#### [What is needed]
Could you print each of the records below exactly?

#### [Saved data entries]
use enumset::enum_set;
use enumset::EnumSet;

use crate::basic_types::Inconsistency;
use crate::basic_types::PropagationStatus;
use crate::engine::assignments::ReadAssignment;
use crate::engine::variables::Literal;
use crate::engine::variables::VariableId;
use crate::engine::watch_list::BooleanDomainEvent;

/// A cardinality constraint over a group of boolean variables.
#[derive(Clone, Debug, PartialEq, Eq)]
pub enum CardinalityConstraint {
    /// Exactly one variable of the group is 1.
    ExactlyOne(Box<[VariableId]>),
    /// At most one variable of the group is 1.
    AtMostOne(Box<[VariableId]>),
}

/// How many variables of a group are 1 and how many are still open.
#[derive(Clone, Copy, Debug, Default)]
struct GroupCount {
    num_true: usize,
    num_unassigned: usize,
}

impl CardinalityConstraint {
    pub fn variables(&self) -> &[VariableId] {
        match self {
            CardinalityConstraint::ExactlyOne(variables)
            | CardinalityConstraint::AtMostOne(variables) => variables,
        }
    }

    pub fn name(&self) -> &str {
        match self {
            CardinalityConstraint::ExactlyOne(_) => "ExactlyOne",
            CardinalityConstraint::AtMostOne(_) => "AtMostOne",
        }
    }

    /// The events upon which the constraint can propagate. A variable assigned 0 only matters
    /// to an exactly-one constraint, which may then be left with a single candidate.
    pub(crate) fn watched_events(&self) -> EnumSet<BooleanDomainEvent> {
        match self {
            CardinalityConstraint::ExactlyOne(_) => {
                enum_set!(BooleanDomainEvent::AssignedTrue | BooleanDomainEvent::AssignedFalse)
            }
            CardinalityConstraint::AtMostOne(_) => EnumSet::only(BooleanDomainEvent::AssignedTrue),
        }
    }

    fn count(&self, assignment: &impl ReadAssignment) -> GroupCount {
        self.variables()
            .iter()
            .fold(GroupCount::default(), |mut count, &variable| {
                match assignment.assigned_value(variable) {
                    Some(true) => count.num_true += 1,
                    Some(false) => {}
                    None => count.num_unassigned += 1,
                }
                count
            })
    }

    /// Whether no extension of the assignment can satisfy the constraint.
    pub fn is_violated(&self, assignment: &impl ReadAssignment) -> bool {
        let count = self.count(assignment);

        match self {
            CardinalityConstraint::AtMostOne(_) => count.num_true > 1,
            CardinalityConstraint::ExactlyOne(_) => {
                count.num_true > 1 || (count.num_true == 0 && count.num_unassigned == 0)
            }
        }
    }

    /// Whether every extension of the assignment satisfies the constraint.
    pub fn is_satisfied(&self, assignment: &impl ReadAssignment) -> bool {
        let count = self.count(assignment);

        match self {
            CardinalityConstraint::AtMostOne(_) => count.num_true + count.num_unassigned <= 1,
            CardinalityConstraint::ExactlyOne(_) => {
                count.num_true == 1 && count.num_unassigned == 0
            }
        }
    }

    /// Pushes the literals implied by the constraint under the assignment onto `forced`.
    ///
    /// Once a variable of the group is 1, every other open variable is forced to 0; an
    /// exactly-one group without a 1 and with a single open variable forces that variable to 1.
    /// Only open variables are forced, so propagating again on the extended assignment forces
    /// nothing.
    pub(crate) fn propagate(
        &self,
        assignment: &impl ReadAssignment,
        forced: &mut Vec<Literal>,
    ) -> PropagationStatus {
        let count = self.count(assignment);

        if count.num_true > 1 {
            return Err(Inconsistency::TooManyTrue);
        }

        let open = || {
            self.variables()
                .iter()
                .copied()
                .filter(|&variable| assignment.assigned_value(variable).is_none())
        };

        if count.num_true == 1 {
            forced.extend(open().map(|variable| Literal::new(variable, false)));
            return Ok(());
        }

        if let CardinalityConstraint::ExactlyOne(_) = self {
            match count.num_unassigned {
                0 => return Err(Inconsistency::NoCandidate),
                1 => forced.extend(open().map(|variable| Literal::new(variable, true))),
                _ => {}
            }
        }

        Ok(())
    }
}
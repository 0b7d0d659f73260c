use super::TerminationCondition;

/// A [`TerminationCondition`] which triggers when either of its two parts triggers. Both parts
/// are queried at every node so budgets keep counting.
#[derive(Clone, Copy, Debug)]
pub struct Combinator<T1, T2> {
    t1: T1,
    t2: T2,
}

impl<T1, T2> Combinator<T1, T2> {
    pub fn new(t1: T1, t2: T2) -> Self {
        Combinator { t1, t2 }
    }
}

impl<T1: TerminationCondition, T2: TerminationCondition> TerminationCondition
    for Combinator<T1, T2>
{
    fn should_stop(&mut self) -> bool {
        let t1 = self.t1.should_stop();
        let t2 = self.t2.should_stop();
        t1 || t2
    }
}

#[cfg(test)]
mod tests {
    use std::time::Duration;

    use super::Combinator;
    use crate::engine::termination::Indefinite;
    use crate::engine::termination::NodeBudget;
    use crate::engine::termination::TerminationCondition;
    use crate::engine::termination::TimeBudget;

    #[test]
    fn node_budget_allows_exactly_the_budgeted_nodes() {
        let mut budget = NodeBudget::new(2);

        assert!(!budget.should_stop());
        assert!(!budget.should_stop());
        assert!(budget.should_stop());
        assert!(budget.should_stop());
    }

    #[test]
    fn absent_condition_never_triggers() {
        let mut condition: Option<NodeBudget> = None;

        assert!(!condition.should_stop());
    }

    #[test]
    fn combinator_triggers_when_either_part_triggers() {
        let mut condition = Combinator::new(Indefinite, Some(NodeBudget::new(1)));

        assert!(!condition.should_stop());
        assert!(condition.should_stop());
    }

    #[test]
    fn zero_time_budget_triggers_immediately() {
        let mut condition = Combinator::new(
            TimeBudget::starting_now(Duration::ZERO),
            Indefinite,
        );

        assert!(condition.should_stop());
    }
}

#### [Answer for this exercise]
use enumset::enum_set;
use enumset::EnumSet;

use crate::basic_types::Inconsistency;
use crate::basic_types::PropagationStatus;
use crate::engine::assignments::ReadAssignment;
use crate::engine::variables::Literal;
use crate::engine::variables::VariableId;
use crate::engine::watch_list::BooleanDomainEvent;

/// A cardinality constraint over a group of boolean variables.
#[derive(Clone, Debug, PartialEq, Eq)]
pub enum CardinalityConstraint {
    /// Exactly one variable of the group is 1.
    ExactlyOne(Box<[VariableId]>),
    /// At most one variable of the group is 1.
    AtMostOne(Box<[VariableId]>),
}

/// How many variables of a group are 1 and how many are still open.
#[derive(Clone, Copy, Debug, Default)]
struct GroupCount {
    num_true: usize,
    num_unassigned: usize,
}

impl CardinalityConstraint {
    pub fn variables(&self) -> &[VariableId] {
        match self {
            CardinalityConstraint::ExactlyOne(variables)
            | CardinalityConstraint::AtMostOne(variables) => variables,
        }
    }

    pub fn name(&self) -> &str {
        match self {
            CardinalityConstraint::ExactlyOne(_) => "ExactlyOne",
            CardinalityConstraint::AtMostOne(_) => "AtMostOne",
        }
    }

    /// The events upon which the constraint can propagate. A variable assigned 0 only matters
    /// to an exactly-one constraint, which may then be left with a single candidate.
    pub(crate) fn watched_events(&self) -> EnumSet<BooleanDomainEvent> {
        match self {
            CardinalityConstraint::ExactlyOne(_) => {
                enum_set!(BooleanDomainEvent::AssignedTrue | BooleanDomainEvent::AssignedFalse)
            }
            CardinalityConstraint::AtMostOne(_) => EnumSet::only(BooleanDomainEvent::AssignedTrue),
        }
    }

    fn count(&self, assignment: &impl ReadAssignment) -> GroupCount {
        self.variables()
            .iter()
            .fold(GroupCount::default(), |mut count, &variable| {
                match assignment.assigned_value(variable) {
                    Some(true) => count.num_true += 1,
                    Some(false) => {}
                    None => count.num_unassigned += 1,
                }
                count
            })
    }

    /// Whether no extension of the assignment can satisfy the constraint.
    pub fn is_violated(&self, assignment: &impl ReadAssignment) -> bool {
        let count = self.count(assignment);

        match self {
            CardinalityConstraint::AtMostOne(_) => count.num_true > 1,
            CardinalityConstraint::ExactlyOne(_) => {
                count.num_true > 1 || (count.num_true == 0 && count.num_unassigned == 0)
            }
        }
    }

    /// Whether every extension of the assignment satisfies the constraint.
    pub fn is_satisfied(&self, assignment: &impl ReadAssignment) -> bool {
        let count = self.count(assignment);

        match self {
            CardinalityConstraint::AtMostOne(_) => count.num_true + count.num_unassigned <= 1,
            CardinalityConstraint::ExactlyOne(_) => {
                count.num_true == 1 && count.num_unassigned == 0
            }
        }
    }

    /// Pushes the literals implied by the constraint under the assignment onto `forced`.
    ///
    /// Once a variable of the group is 1, every other open variable is forced to 0; an
    /// exactly-one group without a 1 and with a single open variable forces that variable to 1.
    /// Only open variables are forced, so propagating again on the extended assignment forces
    /// nothing.
    pub(crate) fn propagate(
        &self,
        assignment: &impl ReadAssignment,
        forced: &mut Vec<Literal>,
    ) -> PropagationStatus {
        let count = self.count(assignment);

        if count.num_true > 1 {
            return Err(Inconsistency::TooManyTrue);
        }

        let open = || {
            self.variables()
                .iter()
                .copied()
                .filter(|&variable| assignment.assigned_value(variable).is_none())
        };

        if count.num_true == 1 {
            forced.extend(open().map(|variable| Literal::new(variable, false)));
            return Ok(());
        }

        if let CardinalityConstraint::ExactlyOne(_) = self {
            match count.num_unassigned {
                0 => return Err(Inconsistency::NoCandidate),
                1 => forced.extend(open().map(|variable| Literal::new(variable, true))),
                _ => {}
            }
        }

        Ok(())
    }
}
repository 0b7d0d659f73260c
use super::TerminationCondition;

/// A [`TerminationCondition`] which triggers when either of its two parts triggers. Both parts
/// are queried at every node so budgets keep counting.
#[derive(Clone, Copy, Debug)]
pub struct Combinator<T1, T2> {
    t1: T1,
    t2: T2,
}

impl<T1, T2> Combinator<T1, T2> {
    pub fn new(t1: T1, t2: T2) -> Self {
        Combinator { t1, t2 }
    }
}

impl<T1: TerminationCondition, T2: TerminationCondition> TerminationCondition
    for Combinator<T1, T2>
{
    fn should_stop(&mut self) -> bool {
        let t1 = self.t1.should_stop();
        let t2 = self.t2.should_stop();
        t1 || t2
    }
}

#[cfg(test)]
mod tests {
    use std::time::Duration;

    use super::Combinator;
    use crate::engine::termination::Indefinite;
    use crate::engine::termination::NodeBudget;
    use crate::engine::termination::TerminationCondition;
    use crate::engine::termination::TimeBudget;

    #[test]
    fn node_budget_allows_exactly_the_budgeted_nodes() {
        let mut budget = NodeBudget::new(2);

        assert!(!budget.should_stop());
        assert!(!budget.should_stop());
        assert!(budget.should_stop());
        assert!(budget.should_stop());
    }

    #[test]
    fn absent_condition_never_triggers() {
        let mut condition: Option<NodeBudget> = None;

        assert!(!condition.should_stop());
    }

    #[test]
    fn combinator_triggers_when_either_part_triggers() {
        let mut condition = Combinator::new(Indefinite, Some(NodeBudget::new(1)));

        assert!(!condition.should_stop());
        assert!(condition.should_stop());
    }

    #[test]
    fn zero_time_budget_triggers_immediately() {
        let mut condition = Combinator::new(
            TimeBudget::starting_now(Duration::ZERO),
            Indefinite,
        );

        assert!(condition.should_stop());
    }
}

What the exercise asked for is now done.